*** Opening MATERIAL FOR THIS TASK ***

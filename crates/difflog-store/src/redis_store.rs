//! Redis sorted-set store
//!
//! Each store operation is a single Redis command, so every operation is
//! atomic at the server. Members with equal scores follow Redis's own order
//! (lexicographic member bytes).
//!
//! One connection is opened on first use and reused by every operation on
//! the store and its clones. A connection that fails at the transport level
//! is dropped and the next operation reconnects.

use crate::errors::{from_redis, Result};
use difflog_core::errors::{lock_poisoned, ExError, ExErrorKind};
use difflog_core::store::{Order, ScanCursor, ScanPage, ScoredMember, TimeSeriesStore};
use std::sync::{Arc, Mutex};

/// Sorted-set store on a Redis server
#[derive(Clone)]
pub struct RedisStore {
    client: redis::Client,
    conn: Arc<Mutex<Option<redis::Connection>>>,
}

impl RedisStore {
    /// Build a store for `url` (`redis://host:port/db`); no connection is made yet.
    pub fn open(url: &str) -> Result<Self> {
        let client = redis::Client::open(url).map_err(|e| {
            ExError::new(ExErrorKind::InvalidConfig)
                .with_op("redis_open")
                .with_message(format!("invalid redis url {}: {}", url, e))
        })?;
        Ok(Self {
            client,
            conn: Arc::new(Mutex::new(None)),
        })
    }

    /// True once a connection has been established and not dropped since
    pub fn is_connected(&self) -> bool {
        self.conn.lock().map(|slot| slot.is_some()).unwrap_or(false)
    }

    /// Run one command on the shared connection, connecting first if needed
    fn with_conn<T>(
        &self,
        op: &str,
        key: Option<&str>,
        f: impl FnOnce(&mut redis::Connection) -> redis::RedisResult<T>,
    ) -> Result<T> {
        let mut slot = self.conn.lock().map_err(|_| lock_poisoned(op))?;
        let mut con = match slot.take() {
            Some(con) => con,
            None => {
                let con = self
                    .client
                    .get_connection()
                    .map_err(|e| from_redis(op, None, e))?;
                tracing::debug!(op, "redis connection opened");
                con
            }
        };

        let result = f(&mut con);
        match &result {
            Err(e) if is_transport_failure(e) => {
                tracing::debug!(op, "dropping failed redis connection");
            }
            _ => *slot = Some(con),
        }
        result.map_err(|e| from_redis(op, key, e))
    }
}

impl std::fmt::Debug for RedisStore {
    fn fmt(&self, f: &mut std::fmt::Formatter<'_>) -> std::fmt::Result {
        f.debug_struct("RedisStore")
            .field("client", &self.client)
            .finish_non_exhaustive()
    }
}

fn is_transport_failure(err: &redis::RedisError) -> bool {
    err.is_io_error() || err.is_connection_dropped() || err.is_timeout()
}

impl TimeSeriesStore for RedisStore {
    fn append(&self, key: &str, member: &[u8], score: f64) -> Result<bool> {
        let added: i64 = self.with_conn("append", Some(key), |con| {
            redis::cmd("ZADD").arg(key).arg(score).arg(member).query(con)
        })?;
        Ok(added > 0)
    }

    fn range(
        &self,
        key: &str,
        start: isize,
        stop: isize,
        order: Order,
    ) -> Result<Vec<ScoredMember>> {
        let command = match order {
            Order::Ascending => "ZRANGE",
            Order::Descending => "ZREVRANGE",
        };
        let rows: Vec<(Vec<u8>, f64)> = self.with_conn("range", Some(key), |con| {
            redis::cmd(command)
                .arg(key)
                .arg(start)
                .arg(stop)
                .arg("WITHSCORES")
                .query(con)
        })?;
        Ok(rows
            .into_iter()
            .map(|(member, score)| ScoredMember { member, score })
            .collect())
    }

    fn remove(&self, key: &str, member: &[u8]) -> Result<bool> {
        let removed: i64 = self.with_conn("remove", Some(key), |con| {
            redis::cmd("ZREM").arg(key).arg(member).query(con)
        })?;
        Ok(removed > 0)
    }

    fn remove_scored_below(&self, key: &str, max_score: f64) -> Result<u64> {
        self.with_conn("remove_scored_below", Some(key), |con| {
            redis::cmd("ZREMRANGEBYSCORE")
                .arg(key)
                .arg(0)
                .arg(max_score)
                .query(con)
        })
    }

    fn scan_page(&self, prefix: &str, cursor: &ScanCursor, count: usize) -> Result<ScanPage> {
        let position = match cursor {
            ScanCursor::Start => "0",
            ScanCursor::Resume(position) => position.as_str(),
        };
        let (next, keys): (String, Vec<String>) = self.with_conn("scan_page", None, |con| {
            redis::cmd("SCAN")
                .arg(position)
                .arg("MATCH")
                .arg(match_pattern(prefix))
                .arg("COUNT")
                .arg(count)
                .query(con)
        })?;

        let next = (next != "0").then_some(ScanCursor::Resume(next));
        Ok(ScanPage { keys, next })
    }
}

/// `MATCH` pattern selecting keys that start with `prefix` literally
fn match_pattern(prefix: &str) -> String {
    let mut pattern = String::with_capacity(prefix.len() + 1);
    for c in prefix.chars() {
        if matches!(c, '*' | '?' | '[' | ']' | '\\') {
            pattern.push('\\');
        }
        pattern.push(c);
    }
    pattern.push('*');
    pattern
}

#[cfg(test)]
mod tests {
    use super::*;

    #[test]
    fn test_match_pattern_escapes_glob_characters() {
        assert_eq!(match_pattern(""), "*");
        assert_eq!(match_pattern("diffs:"), "diffs:*");
        assert_eq!(match_pattern("a*b?[c]\\"), "a\\*b\\?\\[c\\]\\\\*");
    }

    #[test]
    fn test_open_rejects_malformed_url() {
        let err = RedisStore::open("not a url").unwrap_err();
        assert_eq!(err.kind(), ExErrorKind::InvalidConfig);
    }

    #[test]
    fn test_unreachable_server_is_unavailable() {
        // Port 1 on loopback refuses connections
        let store = RedisStore::open("redis://127.0.0.1:1/0").unwrap();
        let err = store.append("k", b"m", 1.0).unwrap_err();
        assert_eq!(err.kind(), ExErrorKind::StoreUnavailable);
        assert!(!store.is_connected());
    }

    #[test]
    fn test_open_defers_connection() {
        let store = RedisStore::open("redis://127.0.0.1:1/0").unwrap();
        assert!(!store.is_connected());
        let clone = store.clone();
        assert!(Arc::ptr_eq(&store.conn, &clone.conn));
    }
}
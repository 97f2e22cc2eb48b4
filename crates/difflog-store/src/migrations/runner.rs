//! Migration runner

use crate::errors::{checksum_mismatch, from_rusqlite, migration_error, Result};
use crate::migrations::checksums::compute_checksum;
use crate::migrations::embedded::{Migration, MIGRATIONS};
use rusqlite::Connection;
use std::collections::HashMap;

const CREATE_SCHEMA_VERSION: &str = "CREATE TABLE IF NOT EXISTS schema_version (
    id INTEGER PRIMARY KEY,
    migration_id TEXT NOT NULL UNIQUE,
    applied_at INTEGER NOT NULL,
    checksum TEXT
)";

/// Apply every embedded migration not yet recorded; returns how many ran.
///
/// # Errors
///
/// `Persistence` when a migration fails or when an applied migration's
/// recorded checksum differs from the embedded SQL.
pub fn apply_migrations(conn: &mut Connection) -> Result<usize> {
    conn.execute(CREATE_SCHEMA_VERSION, [])
        .map_err(from_rusqlite)?;
    let recorded = recorded_checksums(conn)?;

    let mut applied = 0;
    for migration in MIGRATIONS {
        let checksum = compute_checksum(migration.sql);
        match recorded.get(migration.id) {
            Some(Some(expected)) if *expected != checksum => {
                return Err(checksum_mismatch(migration.id, expected, &checksum));
            }
            Some(_) => continue,
            None => {
                apply_one(conn, migration, &checksum)?;
                applied += 1;
            }
        }
    }
    Ok(applied)
}

/// Ids of recorded migrations, in application order
pub fn applied_migrations(conn: &Connection) -> Result<Vec<String>> {
    let mut stmt = conn
        .prepare("SELECT migration_id FROM schema_version ORDER BY id")
        .map_err(from_rusqlite)?;
    let ids = stmt
        .query_map([], |row| row.get(0))
        .map_err(from_rusqlite)?
        .collect::<std::result::Result<Vec<String>, _>>()
        .map_err(from_rusqlite)?;
    Ok(ids)
}

fn recorded_checksums(conn: &Connection) -> Result<HashMap<String, Option<String>>> {
    let mut stmt = conn
        .prepare("SELECT migration_id, checksum FROM schema_version")
        .map_err(from_rusqlite)?;
    let rows = stmt
        .query_map([], |row| Ok((row.get(0)?, row.get(1)?)))
        .map_err(from_rusqlite)?
        .collect::<std::result::Result<HashMap<_, _>, _>>()
        .map_err(from_rusqlite)?;
    Ok(rows)
}

fn apply_one(conn: &mut Connection, migration: &Migration, checksum: &str) -> Result<()> {
    let tx = conn.transaction().map_err(from_rusqlite)?;
    tx.execute_batch(migration.sql)
        .map_err(|e| migration_error(migration.id, &e.to_string()))?;
    tx.execute(
        "INSERT INTO schema_version (migration_id, applied_at, checksum) VALUES (?1, ?2, ?3)",
        rusqlite::params![migration.id, chrono::Utc::now().timestamp(), checksum],
    )
    .map_err(from_rusqlite)?;
    tx.commit().map_err(from_rusqlite)?;

    tracing::debug!(migration_id = migration.id, "applied migration");
    Ok(())
}
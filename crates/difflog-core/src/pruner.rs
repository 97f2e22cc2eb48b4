//! Retention pruning
//!
//! Walks every key in the store with a resumable cursor scan and removes
//! members older than the retention age from keys inside the log namespace.
//! Keys outside the namespace are skipped; a key that fails for a per-key
//! reason (typically a non-sorted-set value) is recorded and the pass moves
//! on. There is no cross-key atomicity: an interrupted pass leaves some keys
//! pruned, and running it again is always safe.
//!
//! A failure that is not tied to one key (the store going away mid-scan)
//! stops the pass with [`PruneInterrupted`], which carries what was done so
//! far and the scan cursor to hand to [`Pruner::prune_from`].

use crate::errors::{ExError, Result};
use crate::index::RelationIndex;
use crate::record::precise_timestamp;
use crate::schema::OP_PRUNE;
use crate::store::{ScanCursor, TimeSeriesStore, DEFAULT_SCAN_COUNT};
use crate::{log_op_end, log_op_error, log_op_start};
use chrono::{DateTime, Duration, Utc};
use std::sync::Arc;
use std::time::Instant;

/// What happened to one key during a pass
#[derive(Debug, Clone)]
pub enum KeyOutcome {
    Pruned { key: String, removed: u64 },
    Skipped { key: String },
    Failed { key: String, error: ExError },
}

impl KeyOutcome {
    pub fn key(&self) -> &str {
        match self {
            KeyOutcome::Pruned { key, .. }
            | KeyOutcome::Skipped { key }
            | KeyOutcome::Failed { key, .. } => key,
        }
    }
}

/// Result of one prune pass
#[derive(Debug, Clone)]
pub struct PruneReport {
    /// Members scored at or below this were removed
    pub min_age_timestamp: f64,
    pub outcomes: Vec<KeyOutcome>,
    /// Rows dropped from the relation index, when one is attached
    pub index_removed: Option<u64>,
}

impl PruneReport {
    pub fn total_removed(&self) -> u64 {
        self.outcomes
            .iter()
            .map(|o| match o {
                KeyOutcome::Pruned { removed, .. } => *removed,
                _ => 0,
            })
            .sum()
    }

    pub fn failures(&self) -> impl Iterator<Item = (&str, &ExError)> {
        self.outcomes.iter().filter_map(|o| match o {
            KeyOutcome::Failed { key, error } => Some((key.as_str(), error)),
            _ => None,
        })
    }

    pub fn skipped(&self) -> impl Iterator<Item = &str> {
        self.outcomes.iter().filter_map(|o| match o {
            KeyOutcome::Skipped { key } => Some(key.as_str()),
            _ => None,
        })
    }

    /// Outcome recorded for `key`, if it was visited
    pub fn outcome_for(&self, key: &str) -> Option<&KeyOutcome> {
        self.outcomes.iter().find(|o| o.key() == key)
    }
}

/// A prune pass stopped by a failure not tied to a single key
#[derive(Debug, Clone, thiserror::Error)]
#[error("prune pass interrupted after {visited} keys: {error}", visited = .partial.outcomes.len())]
pub struct PruneInterrupted {
    pub error: ExError,
    /// Outcomes of the keys handled before the failure
    pub partial: PruneReport,
    /// Where to continue the key scan; `None` once every key was visited
    ///
    /// The cursor points at the start of the page that failed, so keys of
    /// that page pruned before the failure are visited again.
    pub resume: Option<ScanCursor>,
}

impl From<PruneInterrupted> for ExError {
    fn from(interrupted: PruneInterrupted) -> Self {
        interrupted.error
    }
}

/// Removes expired diffs across the whole log namespace
pub struct Pruner {
    store: Arc<dyn TimeSeriesStore>,
    prefix: String,
    index: Option<Arc<dyn RelationIndex>>,
    scan_count: usize,
}

impl Pruner {
    pub fn new(store: Arc<dyn TimeSeriesStore>, key_prefix: impl Into<String>) -> Self {
        Self {
            store,
            prefix: key_prefix.into(),
            index: None,
            scan_count: DEFAULT_SCAN_COUNT,
        }
    }

    /// Also expire relation index rows older than the threshold
    pub fn with_index(mut self, index: Arc<dyn RelationIndex>) -> Self {
        self.index = Some(index);
        self
    }

    pub fn with_scan_count(mut self, count: usize) -> Self {
        self.scan_count = count.max(1);
        self
    }

    /// Prune relative to the current UTC time
    pub fn prune(&self, max_age_seconds: u64) -> std::result::Result<PruneReport, PruneInterrupted> {
        self.prune_at(Utc::now(), max_age_seconds)
    }

    /// Prune relative to `now`
    pub fn prune_at(
        &self,
        now: DateTime<Utc>,
        max_age_seconds: u64,
    ) -> std::result::Result<PruneReport, PruneInterrupted> {
        self.prune_from(ScanCursor::Start, now, max_age_seconds)
    }

    /// Prune, continuing a key scan interrupted at `cursor`
    ///
    /// # Errors
    ///
    /// `StoreUnavailable` (or another non per-key failure) stops the pass
    /// with [`PruneInterrupted`]; per-key failures are reported in the
    /// returned [`PruneReport`].
    pub fn prune_from(
        &self,
        cursor: ScanCursor,
        now: DateTime<Utc>,
        max_age_seconds: u64,
    ) -> std::result::Result<PruneReport, PruneInterrupted> {
        let min_age_timestamp = min_age_timestamp(now, max_age_seconds);
        log_op_start!(
            OP_PRUNE,
            prefix = self.prefix.as_str(),
            min_age_timestamp = min_age_timestamp
        );
        let timer = Instant::now();

        let result = self.prune_impl(cursor, min_age_timestamp).map_err(|e| {
            log_op_error!(
                OP_PRUNE,
                e.error.clone(),
                duration_ms = timer.elapsed().as_millis() as u64,
                keys = e.partial.outcomes.len() as u64
            );
            e
        })?;

        log_op_end!(
            OP_PRUNE,
            duration_ms = timer.elapsed().as_millis() as u64,
            keys = result.outcomes.len() as u64,
            removed = result.total_removed()
        );
        Ok(result)
    }

    fn prune_impl(
        &self,
        cursor: ScanCursor,
        min_age_timestamp: f64,
    ) -> std::result::Result<PruneReport, PruneInterrupted> {
        let mut report = PruneReport {
            min_age_timestamp,
            outcomes: Vec::new(),
            index_removed: None,
        };

        // Scan everything so keys outside the namespace can be reported.
        let mut next = Some(cursor);
        while let Some(page_start) = next.take() {
            let page = match self.store.scan_page("", &page_start, self.scan_count) {
                Ok(page) => page,
                Err(error) => return Err(interrupted(error, report, Some(page_start))),
            };
            for key in page.keys {
                match self.prune_key(key, min_age_timestamp) {
                    Ok(outcome) => report.outcomes.push(outcome),
                    Err(error) => return Err(interrupted(error, report, Some(page_start))),
                }
            }
            next = page.next;
        }

        if let Some(index) = &self.index {
            match index.remove_scored_below(min_age_timestamp) {
                Ok(removed) => report.index_removed = Some(removed),
                Err(error) => return Err(interrupted(error, report, None)),
            }
        }
        Ok(report)
    }

    fn prune_key(&self, key: String, min_age_timestamp: f64) -> Result<KeyOutcome> {
        if !key.starts_with(&self.prefix) {
            tracing::debug!(key = key.as_str(), "skipping key outside namespace");
            return Ok(KeyOutcome::Skipped { key });
        }

        match self.store.remove_scored_below(&key, min_age_timestamp) {
            Ok(removed) => {
                tracing::info!(key = key.as_str(), removed, "pruned key");
                Ok(KeyOutcome::Pruned { key, removed })
            }
            Err(error) if error.is_per_key() => {
                tracing::warn!(
                    key = key.as_str(),
                    err.code = error.code(),
                    "pruning key failed: {}",
                    error
                );
                Ok(KeyOutcome::Failed { key, error })
            }
            Err(error) => Err(error),
        }
    }
}

fn interrupted(error: ExError, partial: PruneReport, resume: Option<ScanCursor>) -> PruneInterrupted {
    tracing::warn!(
        err.code = error.code(),
        keys = partial.outcomes.len() as u64,
        resumable = resume.is_some(),
        "prune pass interrupted: {}",
        error
    );
    PruneInterrupted {
        error,
        partial,
        resume,
    }
}

// Retention ages beyond this are treated as "keep everything since the epoch".
const MAX_AGE_SECONDS: u64 = u32::MAX as u64;

/// `now - max_age` as a store score
pub fn min_age_timestamp(now: DateTime<Utc>, max_age_seconds: u64) -> f64 {
    let age = Duration::seconds(max_age_seconds.min(MAX_AGE_SECONDS) as i64);
    let threshold = now
        .checked_sub_signed(age)
        .unwrap_or(DateTime::<Utc>::MIN_UTC);
    precise_timestamp(threshold)
}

*** Closing MATERIAL FOR THIS TASK ***

PROBLEM TO SOLVE: Scan the records above for the lines holding "let mut slot" and "let result = f(&mut con);". Transcribe those two and every line between them word for word, and no others.

EXERCISE RESPONSE:
        let mut slot = self.conn.lock().map_err(|_| lock_poisoned(op))?;
        let mut con = match slot.take() {
            Some(con) => con,
            None => {
                let con = self
                    .client
                    .get_connection()
                    .map_err(|e| from_redis(op, None, e))?;
                tracing::debug!(op, "redis connection opened");
                con
            }
        };

        let result = f(&mut con);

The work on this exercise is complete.